Commercial roofing in Franklin County is a different job than a house, and a flat or low-slope roof fails in ways a steep shingle roof never does. A storefront on Washington's downtown square, a warehouse off Highway 50, a church in St. Clair, or an office along Highway 44 in Pacific carries a membrane that has to shed water across a near-flat plane and survive the same eastern-Missouri storm corridor that punishes homes. The federally declared March 2025 disaster sent tornadoes, large hail, and straight-line winds over 75 mph across Franklin County and eastern Missouri, the same corridor that has thrown damaging wind at these buildings for years. On a commercial roof that hail bruises the membrane and that wind peels back seams and edge metal, and the leak shows up over your inventory, not your living room.
Emmendorfer Exteriors has roofed Franklin County since moving to Union around 2003, and the family has been in roofing since 1990. Founder Matt Emmendorfer built it from the side of a full-time job, then brought on sons Tom and Tim, and the family has put roofs on right around 2,400 Missouri homes and buildings, including 306 jobs in 2025. Commercial grew naturally out of that, in Matt's words a lot of TPO and commercial roofing along with metal. When a business owner needs the work done over a running operation, the same family that answers the phone is the crew on the roof, not a subcontracted storm chaser hired by the week.

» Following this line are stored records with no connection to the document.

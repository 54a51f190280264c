//! Per-store occupancy based on where devices were last seen.

use anyhow::{Context, Result};
use serde::{Deserialize, Serialize};
use tracing::debug;

use crate::heatmap::latest::latest_points;
use crate::heatmap::transform::CoordinateSpace;
use crate::heatmap::types::{DeviceData, TransformedPoint};

/// A store footprint on the map.
///
/// Stored records reuse the `latitude`/`longitude` names for the box origin,
/// but the box lives in display coordinates: `latitude` is the left edge and
/// `longitude` the top edge.
#[derive(Debug, Clone, PartialEq, Deserialize, Serialize)]
pub struct Store {
    pub id: String,
    #[serde(default)]
    pub name: Option<String>,
    pub latitude: f64,
    pub longitude: f64,
    pub width: f64,
    pub height: f64,
}

impl Store {
    /// Inclusive containment test in display coordinates.
    pub fn contains(&self, point: TransformedPoint) -> bool {
        let (min_x, max_x) = (self.latitude, self.latitude + self.width);
        let (min_y, max_y) = (self.longitude, self.longitude + self.height);
        point.x >= min_x && point.x <= max_x && point.y >= min_y && point.y <= max_y
    }
}

#[derive(Debug, Clone, Copy, PartialEq, Eq, Serialize)]
#[serde(rename_all = "lowercase")]
pub enum Occupancy {
    Busy,
    Idle,
}

impl Occupancy {
    /// A store is busy once it holds at least `threshold` devices.
    pub fn classify(device_count: usize, threshold: usize) -> Self {
        if device_count >= threshold {
            Occupancy::Busy
        } else {
            Occupancy::Idle
        }
    }
}

#[derive(Debug, Clone, PartialEq, Serialize)]
pub struct StoreStatus {
    pub store_id: String,
    pub name: Option<String>,
    pub device_count: usize,
    pub status: Occupancy,
}

/// The set of stores drawn on the map.
///
/// Stored as a JSON array on disk:
/// ```json
/// [
///   { "id": "s1", "name": "Bakery", "latitude": 2, "longitude": 3, "width": 4, "height": 2 }
/// ]
/// ```
#[derive(Debug, Clone, Default)]
pub struct StoreLayout {
    stores: Vec<Store>,
}

impl StoreLayout {
    pub fn new(stores: Vec<Store>) -> Self {
        Self { stores }
    }

    /// Loads the layout from a JSON file at `path`.
    pub fn load(path: &str) -> Result<Self> {
        let content = std::fs::read_to_string(path)
            .with_context(|| format!("failed to read store layout '{path}'"))?;
        let stores: Vec<Store> = serde_json::from_str(&content)
            .with_context(|| format!("store layout '{path}' is not a JSON array of stores"))?;
        debug!(path, stores = stores.len(), "Store layout loaded");
        Ok(Self { stores })
    }

    pub fn stores(&self) -> &[Store] {
        &self.stores
    }

    /// Counts the selected devices whose latest position falls inside each
    /// store and classifies the store against `threshold`.
    pub fn status<S: AsRef<str>>(
        &self,
        data: &DeviceData,
        selected: &[S],
        threshold: usize,
        space: &CoordinateSpace,
    ) -> Vec<StoreStatus> {
        let positions: Vec<TransformedPoint> = latest_points(data, selected)
            .into_iter()
            .map(|(_, p)| space.transform_point(p))
            .collect();

        self.stores
            .iter()
            .map(|store| {
                let device_count = positions.iter().filter(|p| store.contains(**p)).count();
                StoreStatus {
                    store_id: store.id.clone(),
                    name: store.name.clone(),
                    device_count,
                    status: Occupancy::classify(device_count, threshold),
                }
            })
            .collect()
    }
}

#[cfg(test)]
mod tests {
    use super::*;
    use crate::heatmap::types::{Device, Point};
    use std::env;
    use std::fs;

    fn store(id: &str, x: f64, y: f64, w: f64, h: f64) -> Store {
        Store {
            id: id.to_string(),
            name: None,
            latitude: x,
            longitude: y,
            width: w,
            height: h,
        }
    }

    #[test]
    fn test_contains_is_inclusive() {
        let s = store("s", 1.0, 1.0, 2.0, 2.0);
        assert!(s.contains(TransformedPoint { x: 1.0, y: 3.0 }));
        assert!(s.contains(TransformedPoint { x: 2.0, y: 2.0 }));
        assert!(!s.contains(TransformedPoint { x: 3.1, y: 2.0 }));
        assert!(!s.contains(TransformedPoint { x: 2.0, y: 0.9 }));
    }

    #[test]
    fn test_classify_boundaries() {
        assert_eq!(Occupancy::classify(3, 3), Occupancy::Busy);
        assert_eq!(Occupancy::classify(4, 3), Occupancy::Busy);
        assert_eq!(Occupancy::classify(2, 3), Occupancy::Idle);
        assert_eq!(Occupancy::classify(0, 0), Occupancy::Busy);
    }

    #[test]
    fn test_status_counts_latest_positions() {
        let mut data = DeviceData::new();
        // (lat 10, lon 10) -> display (10, 11)
        data.insert(
            "d1".into(),
            Device::from_points([
                ("old", Point::new(1.0, 1.0, 1.0)),
                ("new", Point::new(10.0, 10.0, 2.0)),
            ]),
        );
        data.insert("d2".into(), Device::from_points([("p", Point::new(10.5, 10.5, 1.0))]));
        data.insert("d3".into(), Device::from_points([("p", Point::new(1.0, 1.0, 1.0))]));

        let layout = StoreLayout::new(vec![
            store("center", 9.0, 10.0, 2.0, 2.0),
            store("corner", 0.0, 0.0, 2.0, 2.0),
        ]);
        let statuses = layout.status(
            &data,
            &["d1", "d2", "d3"],
            2,
            &CoordinateSpace::default(),
        );

        assert_eq!(statuses[0].store_id, "center");
        assert_eq!(statuses[0].device_count, 2);
        assert_eq!(statuses[0].status, Occupancy::Busy);
        assert_eq!(statuses[1].device_count, 0);
        assert_eq!(statuses[1].status, Occupancy::Idle);
    }

    #[test]
    fn test_load_layout() {
        let path = format!("{}/congestion_heatmap_stores.json", env::temp_dir().display());
        fs::write(
            &path,
            r#"[{"id": "s1", "name": "Bakery", "latitude": 2, "longitude": 3, "width": 4, "height": 2}]"#,
        )
        .unwrap();

        let layout = StoreLayout::load(&path).unwrap();
        assert_eq!(layout.stores().len(), 1);
        assert_eq!(layout.stores()[0].name.as_deref(), Some("Bakery"));

        fs::remove_file(&path).unwrap();
    }

    #[test]
    fn test_load_missing_layout_fails() {
        assert!(StoreLayout::load("/nonexistent/stores.json").is_err());
    }
}
//! Mapping from geographic coordinates into the bounded display space.

use anyhow::{Result, ensure};
use serde::Serialize;

use crate::heatmap::types::{Point, TransformedPoint};

/// Where points with unusable coordinates are placed: well off the map.
pub const OFF_MAP: TransformedPoint = TransformedPoint {
    x: -1000.0,
    y: -1000.0,
};

/// The display space. Longitude maps straight to `x`; latitude is flipped
/// so that larger latitudes end up nearer the top (smaller `y`).
#[derive(Debug, Clone, Copy, PartialEq, Serialize)]
pub struct CoordinateSpace {
    pub min_coord: f64,
    pub max_coord: f64,
}

impl Default for CoordinateSpace {
    fn default() -> Self {
        Self {
            min_coord: 0.0,
            max_coord: 21.0,
        }
    }
}

impl CoordinateSpace {
    pub fn new(min_coord: f64, max_coord: f64) -> Self {
        Self {
            min_coord,
            max_coord,
        }
    }

    /// Builds a space after checking that both bounds are finite.
    pub fn checked(min_coord: f64, max_coord: f64) -> Result<Self> {
        ensure!(
            min_coord.is_finite() && max_coord.is_finite(),
            "invalid coordinate bounds: min {min_coord}, max {max_coord}"
        );
        Ok(Self::new(min_coord, max_coord))
    }

    pub fn transform(&self, longitude: Option<f64>, latitude: Option<f64>) -> TransformedPoint {
        match (longitude, latitude) {
            (Some(lon), Some(lat)) if !lon.is_nan() && !lat.is_nan() => {
                TransformedPoint {
                    x: lon,
                    y: self.min_coord + (self.max_coord - lat),
                }
            }
            _ => OFF_MAP,
        }
    }

    pub fn transform_point(&self, point: &Point) -> TransformedPoint {
        self.transform(point.longitude, point.latitude)
    }
}

#[cfg(test)]
mod tests {
    use super::*;

    #[test]
    fn test_transform_flips_latitude() {
        let space = CoordinateSpace::default();
        let p = space.transform(Some(3.5), Some(10.0));
        assert_eq!(p, TransformedPoint { x: 3.5, y: 11.0 });
    }

    #[test]
    fn test_transform_respects_custom_bounds() {
        let space = CoordinateSpace::new(2.0, 30.0);
        let p = space.transform(Some(-4.0), Some(40.0));
        assert_eq!(p.x, -4.0);
        assert_eq!(p.y, 2.0 + 30.0 - 40.0);
    }

    #[test]
    fn test_transform_missing_coordinate_goes_off_map() {
        let space = CoordinateSpace::default();
        assert_eq!(space.transform(None, Some(1.0)), OFF_MAP);
        assert_eq!(space.transform(Some(1.0), None), OFF_MAP);
        assert_eq!(space.transform(Some(f64::NAN), Some(1.0)), OFF_MAP);
    }

    #[test]
    fn test_checked_bounds() {
        assert!(CoordinateSpace::checked(0.0, 21.0).is_ok());
        assert!(CoordinateSpace::checked(5.0, 5.0).is_ok());
        assert!(CoordinateSpace::checked(21.0, 0.0).is_ok());
        assert!(CoordinateSpace::checked(f64::NEG_INFINITY, 0.0).is_err());
    }

    #[test]
    fn test_transform_point() {
        let space = CoordinateSpace::default();
        let point = Point::new(5.0, 5.0, 1.0);
        assert_eq!(space.transform_point(&point), TransformedPoint { x: 5.0, y: 16.0 });
    }
}
//! JSON loader for device location history.

use anyhow::{Context, Result, bail};
use flate2::read::GzDecoder;
use serde_json::Value;
use std::path::Path;
use tracing::{debug, warn};

use crate::heatmap::types::{Device, DeviceData};

const GZIP_MAGIC: [u8; 2] = [0x1f, 0x8b];

/// Decodes device data from raw bytes, inflating gzip input first.
///
/// The document must be a JSON object keyed by device id. Entries that do
/// not look like a device are skipped with a warning.
///
/// # Errors
///
/// Returns an error if the bytes are not valid JSON (or gzip-compressed
/// JSON), or if the top-level value is not an object.
pub fn parse_device_data(bytes: &[u8]) -> Result<DeviceData> {
    let value: Value = if bytes.starts_with(&GZIP_MAGIC) {
        serde_json::from_reader(GzDecoder::new(bytes))
            .context("invalid gzip-compressed device data")?
    } else {
        serde_json::from_slice(bytes).context("invalid device data JSON")?
    };

    let Value::Object(entries) = value else {
        bail!("device data must be a JSON object keyed by device id");
    };

    let mut data = DeviceData::with_capacity(entries.len());
    for (device_id, entry) in entries {
        if !entry.is_object() {
            warn!(device_id = %device_id, "Skipping device entry that is not an object");
            continue;
        }
        match serde_json::from_value::<Device>(entry) {
            Ok(device) => {
                data.insert(device_id, device);
            }
            Err(e) => {
                warn!(device_id = %device_id, error = %e, "Skipping malformed device entry")
            }
        }
    }

    debug!(devices = data.len(), "Device data parsed");
    Ok(data)
}

/// Reads and decodes a device data file.
pub fn load_device_data(path: impl AsRef<Path>) -> Result<DeviceData> {
    let path = path.as_ref();
    let bytes = std::fs::read(path)
        .with_context(|| format!("failed to read device data '{}'", path.display()))?;
    parse_device_data(&bytes)
}
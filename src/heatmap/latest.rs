//! Per-device history queries: most recent valid sample and full tracks.

use serde::Serialize;
use tracing::debug;

use crate::heatmap::transform::CoordinateSpace;
use crate::heatmap::types::{Device, DeviceData, Point};

/// Returns the most recent valid sample of a device.
///
/// Valid samples are stable-sorted newest first, so among samples sharing
/// the newest timestamp the one appearing first in the document wins.
pub fn latest_point(device: &Device) -> Option<&Point> {
    let points = device.points.as_ref()?;
    let mut valid: Vec<&Point> = points.valid().collect();
    valid.sort_by(|a, b| b.recency().total_cmp(&a.recency()));
    valid.into_iter().next()
}

/// Latest valid sample of every selected device, in selection order.
///
/// Unknown devices, devices without samples and devices whose samples are
/// all invalid are skipped.
pub fn latest_points<'a, S: AsRef<str>>(
    data: &'a DeviceData,
    selected: &'a [S],
) -> Vec<(&'a str, &'a Point)> {
    selected
        .iter()
        .map(AsRef::<str>::as_ref)
        .filter_map(|id| {
            let device = data.get(id)?;
            match device.points.as_ref() {
                Some(points) if !points.is_empty() => {}
                _ => {
                    debug!(device_id = id, "Device has no samples, skipping");
                    return None;
                }
            }
            latest_point(device).map(|p| (id, p))
        })
        .collect()
}

/// One sample of a device track, already in display coordinates.
#[derive(Debug, Clone, PartialEq, Serialize)]
pub struct PathPoint {
    pub x: f64,
    pub y: f64,
    pub timestamp: Option<f64>,
}

/// The chronological track of a single device.
#[derive(Debug, Clone, PartialEq, Serialize)]
pub struct DevicePath {
    pub device_id: String,
    pub points: Vec<PathPoint>,
}

impl DevicePath {
    /// The newest sample of the track.
    pub fn latest(&self) -> Option<&PathPoint> {
        self.points.last()
    }
}

/// Builds oldest-to-newest tracks for the selected devices.
///
/// With `latest_only` each track is cut down to its final sample.
pub fn device_paths<S: AsRef<str>>(
    data: &DeviceData,
    selected: &[S],
    space: &CoordinateSpace,
    latest_only: bool,
) -> Vec<DevicePath> {
    selected
        .iter()
        .map(AsRef::<str>::as_ref)
        .filter_map(|id| {
            let points = data.get(id)?.points.as_ref()?;
            let mut valid: Vec<&Point> = points.valid().collect();
            if valid.is_empty() {
                return None;
            }
            valid.sort_by(|a, b| a.recency().total_cmp(&b.recency()));
            if latest_only {
                valid.drain(..valid.len() - 1);
            }

            let points = valid
                .into_iter()
                .map(|p| {
                    let t = space.transform_point(p);
                    PathPoint {
                        x: t.x,
                        y: t.y,
                        timestamp: p.timestamp,
                    }
                })
                .collect();

            Some(DevicePath {
                device_id: id.to_string(),
                points,
            })
        })
        .collect()
}
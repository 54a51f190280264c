//! Data types shared by the heatmap pipeline.

use chrono::DateTime;
use serde::de::{MapAccess, Visitor};
use serde::{Deserialize, Deserializer, Serialize};
use serde_json::Value;
use std::collections::HashMap;
use std::fmt;

/// All known devices, keyed by device id.
pub type DeviceData = HashMap<String, Device>;

/// A single location sample of a device.
///
/// Fields are decoded leniently: anything that is not usable as a number
/// becomes `None` instead of failing the whole document.
#[derive(Debug, Clone, Default, PartialEq, Deserialize)]
pub struct Point {
    #[serde(default, deserialize_with = "lenient_number")]
    pub latitude: Option<f64>,
    #[serde(default, deserialize_with = "lenient_number")]
    pub longitude: Option<f64>,
    #[serde(default, deserialize_with = "lenient_timestamp")]
    pub timestamp: Option<f64>,
}

impl Point {
    pub fn new(latitude: f64, longitude: f64, timestamp: f64) -> Self {
        Self {
            latitude: Some(latitude),
            longitude: Some(longitude),
            timestamp: Some(timestamp),
        }
    }

    /// A point is usable only when both coordinates are real numbers.
    pub fn is_valid(&self) -> bool {
        is_numeric(self.latitude) && is_numeric(self.longitude)
    }

    /// Ordering key for recency. Points without a usable timestamp rank oldest.
    pub(crate) fn recency(&self) -> f64 {
        self.timestamp
            .filter(|t| !t.is_nan())
            .unwrap_or(f64::NEG_INFINITY)
    }
}

pub(crate) fn is_numeric(value: Option<f64>) -> bool {
    value.is_some_and(|v| !v.is_nan())
}

/// The samples of one device, kept in document order.
#[derive(Debug, Clone, Default, PartialEq)]
pub struct DevicePoints(Vec<(String, Point)>);

impl DevicePoints {
    pub fn is_empty(&self) -> bool {
        self.0.is_empty()
    }

    pub fn len(&self) -> usize {
        self.0.len()
    }

    pub fn iter(&self) -> impl Iterator<Item = (&str, &Point)> {
        self.0.iter().map(|(id, p)| (id.as_str(), p))
    }

    /// Valid points only, still in document order.
    pub fn valid(&self) -> impl Iterator<Item = &Point> {
        self.0.iter().map(|(_, p)| p).filter(|p| p.is_valid())
    }
}

impl<K: Into<String>> FromIterator<(K, Point)> for DevicePoints {
    fn from_iter<I: IntoIterator<Item = (K, Point)>>(iter: I) -> Self {
        Self(iter.into_iter().map(|(k, p)| (k.into(), p)).collect())
    }
}

impl<'de> Deserialize<'de> for DevicePoints {
    fn deserialize<D>(deserializer: D) -> Result<Self, D::Error>
    where
        D: Deserializer<'de>,
    {
        struct PointsVisitor;

        impl<'de> Visitor<'de> for PointsVisitor {
            type Value = DevicePoints;

            fn expecting(&self, f: &mut fmt::Formatter) -> fmt::Result {
                f.write_str("a map of point id to location sample")
            }

            fn visit_map<A>(self, mut map: A) -> Result<Self::Value, A::Error>
            where
                A: MapAccess<'de>,
            {
                let mut points = Vec::with_capacity(map.size_hint().unwrap_or(0));
                while let Some((id, raw)) = map.next_entry::<String, Value>()? {
                    // Samples that are not objects carry no coordinates
                    let Value::Object(_) = raw else {
                        continue;
                    };
                    if let Ok(point) = serde_json::from_value::<Point>(raw) {
                        points.push((id, point));
                    }
                }
                Ok(DevicePoints(points))
            }
        }

        deserializer.deserialize_map(PointsVisitor)
    }
}

/// A tracked device and its location history.
#[derive(Debug, Clone, Default, PartialEq, Deserialize)]
pub struct Device {
    #[serde(default)]
    pub points: Option<DevicePoints>,
}

impl Device {
    pub fn from_points<K: Into<String>>(points: impl IntoIterator<Item = (K, Point)>) -> Self {
        Self {
            points: Some(points.into_iter().collect()),
        }
    }
}

/// A point after remapping into the display coordinate space.
#[derive(Debug, Clone, Copy, PartialEq, Serialize)]
pub struct TransformedPoint {
    pub x: f64,
    pub y: f64,
}

/// Integer address of a grid cell.
#[derive(Debug, Clone, Copy, PartialEq, Eq, Hash)]
pub struct CellKey {
    pub x: i64,
    pub y: i64,
}

impl fmt::Display for CellKey {
    fn fmt(&self, f: &mut fmt::Formatter<'_>) -> fmt::Result {
        write!(f, "{},{}", self.x, self.y)
    }
}

/// A congested area: centroid of the cell members plus a covering radius.
#[derive(Debug, Clone, Copy, PartialEq, Serialize, Deserialize)]
pub struct Circle {
    pub cx: f64,
    pub cy: f64,
    pub r: f64,
}

fn lenient_number<'de, D>(deserializer: D) -> Result<Option<f64>, D::Error>
where
    D: Deserializer<'de>,
{
    let value = Value::deserialize(deserializer)?;
    Ok(value.as_f64())
}

fn lenient_timestamp<'de, D>(deserializer: D) -> Result<Option<f64>, D::Error>
where
    D: Deserializer<'de>,
{
    let value = Value::deserialize(deserializer)?;
    Ok(match value {
        Value::Number(n) => n.as_f64(),
        Value::String(s) => parse_timestamp(&s),
        _ => None,
    })
}

/// Parses a timestamp given as a numeric string or an RFC 3339 date.
///
/// RFC 3339 values are converted to epoch milliseconds.
pub fn parse_timestamp(raw: &str) -> Option<f64> {
    let raw = raw.trim();
    if let Ok(v) = raw.parse::<f64>() {
        return v.is_finite().then_some(v);
    }
    DateTime::parse_from_rfc3339(raw)
        .ok()
        .map(|dt| dt.timestamp_millis() as f64)
}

Every commercial job starts on the actual roof. We walk the full membrane, check every seam, drain, curb, and flashing, and document the condition with photos and Amy's drone footage before we quote a dollar. We do not bid a commercial roof off a satellite image or a drive-by. Then you get a written estimate with the system named on it, whether that is a Carlisle TPO membrane, a TriBuilt low-slope assembly, or standing-seam metal, and the price you approve is the price you pay. No mystery membrane, no surprise change order once the old roof is open.